Abstract

Polycystic liver disease is characterized by multiple cystic lesions on the liver. Liver cysts are typically incidental findings, with occasional complications including cyst hemorrhage, infection and rupture. Polycystic liver disease may be part of autosomal dominant polycystic liver disease (ADPLD). Autosomal dominant polycystic liver disease is considered rare autosomal dominant disease, with prevalence of 1/100,000-1,000,000. Without family history of polycystic liver disease, ADPLD is defined as the presence of more than 20 liver cysts with no renal cysts, however up to third of ADPLD may have small number of renal cysts without kidney function impairment.

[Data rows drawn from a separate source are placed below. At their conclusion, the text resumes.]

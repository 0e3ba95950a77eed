//! Reference worker client for the distributed task scheduler
//!
//! The agent registers itself with the coordination server, advertises the
//! job kinds (and versions) it declares it can run, heartbeats on an
//! interval so the server's `ClientMonitor` considers it alive, and exposes
//! a small dispatch endpoint the server calls into when it has been
//! selected to run a task. This agent does not implement a real execution
//! runtime -- dispatched tasks complete immediately with a synthetic
//! result -- but the registration/heartbeat/dispatch/report round trip is
//! real.

#[global_allocator]
static GLOBAL: tikv_jemallocator::Jemalloc = tikv_jemallocator::Jemalloc;

mod config;

use anyhow::{Context, Result};
use axum::{extract::State, routing::post, Json, Router};
use clap::Parser;
use config::ConfigManager;
use shared::api::{
    endpoints, ApiResponse, ClientPushRequest, ClientPushResponse, DispatchRequest,
    DispatchResponse, TaskReportRequest, TaskReportResponse,
};
use shared::config::AgentConfig;
use shared::domain::{ClientRef, ClientStatus, TaskStatus};
use std::path::PathBuf;
use std::sync::Arc;
use std::time::Duration;
use tracing::{error, info, warn};

/// Command-line arguments for the agent.
#[derive(Parser, Debug)]
#[command(name = "agent")]
#[command(about = "Reference worker client for the task scheduler coordination server", long_about = None)]
struct CliArgs {
    /// Path to the agent configuration file (agent.toml), or a directory
    /// containing one.
    #[arg(value_name = "CONFIG_PATH")]
    config_path: PathBuf,

    /// Override the central server's base URL.
    #[arg(long = "server-url", value_name = "URL")]
    server_url: Option<String>,

    /// Override this agent's own listen address.
    #[arg(long = "listen-address", value_name = "ADDRESS")]
    listen_address: Option<String>,
}

#[derive(Clone)]
struct AgentState {
    config: Arc<AgentConfig>,
    http: reqwest::Client,
}

/// POST target the server dispatches tasks to. Since this reference agent
/// has no real execution runtime, it immediately reports the task as
/// successful with a synthetic run speed, then returns 200 to the server's
/// dispatch call.
async fn dispatch(
    State(state): State<AgentState>,
    Json(req): Json<DispatchRequest>,
) -> Json<ApiResponse<DispatchResponse>> {
    info!(task_id = req.task_id, group = %req.group_name, "received dispatch");

    let state_for_report = state.clone();
    tokio::spawn(async move {
        // A real worker would execute the job here; this reference
        // implementation completes synthetically and reports back.
        let report = TaskReportRequest {
            task_id: req.task_id,
            group_name: req.group_name.clone(),
            client: ClientRef {
                id: state_for_report.config.agent_id,
                ip: local_ip(&state_for_report.config.listen_address),
                name: state_for_report.config.name.clone(),
            },
            status: TaskStatus::Success,
            progress: 100,
            run_speed_ms: 50,
        };
        if let Err(err) = report_task(&state_for_report, &report).await {
            warn!(task_id = req.task_id, error = %err, "failed to report task completion");
        }
    });

    Json(ApiResponse::success(DispatchResponse { accepted: true }))
}

fn local_ip(listen_address: &str) -> String {
    listen_address
        .rsplit_once(':')
        .map(|(ip, _)| ip.to_string())
        .unwrap_or_else(|| listen_address.to_string())
}

async fn report_task(state: &AgentState, report: &TaskReportRequest) -> Result<()> {
    let url = format!("{}{}", state.config.server_url, endpoints::TASK_REPORT);
    let resp = state.http.post(&url).json(report).send().await?;
    if !resp.status().is_success() {
        anyhow::bail!("server rejected task report with status {}", resp.status());
    }
    Ok(())
}

async fn push_client(config: &AgentConfig, http: &reqwest::Client, status: ClientStatus) -> Result<()> {
    let (ip, port) = split_listen_address(&config.listen_address)?;
    let req = ClientPushRequest {
        id: config.agent_id,
        name: config.name.clone(),
        ip,
        port,
        status,
        jobs: config.jobs.clone(),
    };
    let url = format!("{}{}", config.server_url, endpoints::CLIENTS);
    let resp = http
        .post(&url)
        .json(&req)
        .send()
        .await
        .context("failed to reach coordination server")?;
    if !resp.status().is_success() {
        anyhow::bail!("server rejected client push with status {}", resp.status());
    }
    let _body: ApiResponse<ClientPushResponse> = resp.json().await?;
    Ok(())
}

fn split_listen_address(addr: &str) -> Result<(String, u16)> {
    let (ip, port) = addr
        .rsplit_once(':')
        .ok_or_else(|| anyhow::anyhow!("listen address '{addr}' is not host:port"))?;
    let port: u16 = port
        .parse()
        .with_context(|| format!("invalid port in listen address '{addr}'"))?;
    Ok((ip.to_string(), port))
}

async fn heartbeat_loop(config: Arc<AgentConfig>, http: reqwest::Client, shutdown: tokio::sync::watch::Receiver<bool>) {
    let interval = Duration::from_secs(config.heartbeat_interval_seconds);
    let mut ticker = tokio::time::interval(interval);
    let mut shutdown = shutdown;
    loop {
        tokio::select! {
            _ = ticker.tick() => {
                if let Err(err) = push_client(&config, &http, ClientStatus::OnlineSchedulable).await {
                    warn!(error = %err, "heartbeat push failed");
                }
            }
            _ = shutdown.changed() => {
                info!("heartbeat loop received shutdown signal");
                return;
            }
        }
    }
}

#[tokio::main]
async fn main() -> Result<()> {
    let file_appender = tracing_appender::rolling::daily("./logs", "agent.log");
    let (non_blocking, _guard) = tracing_appender::non_blocking(file_appender);
    let env_filter = tracing_subscriber::EnvFilter::try_from_default_env()
        .unwrap_or_else(|_| tracing_subscriber::EnvFilter::new("agent=info,shared=info"));
    tracing_subscriber::fmt()
        .with_env_filter(env_filter)
        .json()
        .with_current_span(false)
        .with_span_list(false)
        .with_writer(non_blocking)
        .init();

    let cli = CliArgs::parse();
    info!(config_path = %cli.config_path.display(), "worker client starting up");

    let mut config_manager = match ConfigManager::new(cli.config_path) {
        Ok(manager) => manager,
        Err(e) => {
            error!("failed to load agent configuration: {e}");
            std::process::exit(1);
        }
    };
    if let Ok(true) = config_manager.apply_overrides(cli.server_url, cli.listen_address) {
        info!("configuration overrides applied and persisted to disk");
    }

    let config = Arc::new(config_manager.agent_config);
    let http = reqwest::Client::new();

    info!(
        agent_id = config.agent_id,
        name = %config.name,
        server_url = %config.server_url,
        "registering with coordination server"
    );
    if let Err(err) = push_client(&config, &http, ClientStatus::OnlineSchedulable).await {
        warn!(error = %err, "initial registration failed, will retry on next heartbeat");
    }

    let state = AgentState {
        config: Arc::clone(&config),
        http: http.clone(),
    };
    let app = Router::new()
        .route(endpoints::DISPATCH, post(dispatch))
        .with_state(state);

    let listener = tokio::net::TcpListener::bind(&config.listen_address)
        .await
        .with_context(|| format!("failed to bind dispatch listener to {}", config.listen_address))?;

    let (shutdown_tx, shutdown_rx) = tokio::sync::watch::channel(false);
    let heartbeat = tokio::spawn(heartbeat_loop(Arc::clone(&config), http.clone(), shutdown_rx));

    let shutdown_signal = async {
        let _ = tokio::signal::ctrl_c().await;
        info!("shutdown signal received");
    };

    info!(listen_address = %config.listen_address, "dispatch endpoint listening");
    axum::serve(listener, app)
        .with_graceful_shutdown(shutdown_signal)
        .await
        .map_err(|e| anyhow::anyhow!("agent server error: {e}"))?;

    let _ = shutdown_tx.send(true);
    let timeout = Duration::from_secs(config.graceful_shutdown_timeout_seconds);
    if tokio::time::timeout(timeout, heartbeat).await.is_err() {
        warn!("heartbeat loop did not shut down within the timeout");
    }

    Ok(())
}

#[cfg(test)]
mod tests {
    use super::*;

    #[test]
    fn split_listen_address_parses_host_and_port() {
        let (ip, port) = split_listen_address("127.0.0.1:9001").unwrap();
        assert_eq!(ip, "127.0.0.1");
        assert_eq!(port, 9001);
    }

    #[test]
    fn split_listen_address_rejects_missing_port() {
        assert!(split_listen_address("127.0.0.1").is_err());
    }

    #[tokio::test]
    async fn dispatch_endpoint_accepts_and_completes_synthetically() {
        let config = Arc::new(AgentConfig {
            agent_id: 1,
            name: "worker-a".into(),
            server_url: "http://127.0.0.1:0".into(),
            listen_address: "127.0.0.1:9001".into(),
            jobs: vec![shared::domain::JobRef {
                name: "demo".into(),
                ver: 1,
            }],
            heartbeat_interval_seconds: 10,
            graceful_shutdown_timeout_seconds: 5,
        });
        let state = AgentState {
            config,
            http: reqwest::Client::new(),
        };
        let req = DispatchRequest {
            task_id: 1,
            group_name: "demo".into(),
            ver: 1,
            caption: "Demo".into(),
            data: Default::default(),
        };
        let response = dispatch(State(state), Json(req)).await;
        assert!(response.0.data.unwrap().accepted);
    }
}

This case of a 73-year-old woman with symptomatic polycystic liver disease, and we performed cyst fenestration-deroofing via laparoscopic.

Highlights

  • Polycystic liver disease (PLD) is a rare disorder which may be found incidentally during abdominal imaging examination

  • Distinguishing autosomal dominant polycystic kidney disease (ADPKD) with autosomal dominant polycystic liver disease (ADPLD) is important as the monitoring protocol, management, and prognosis may vary greatly.[2]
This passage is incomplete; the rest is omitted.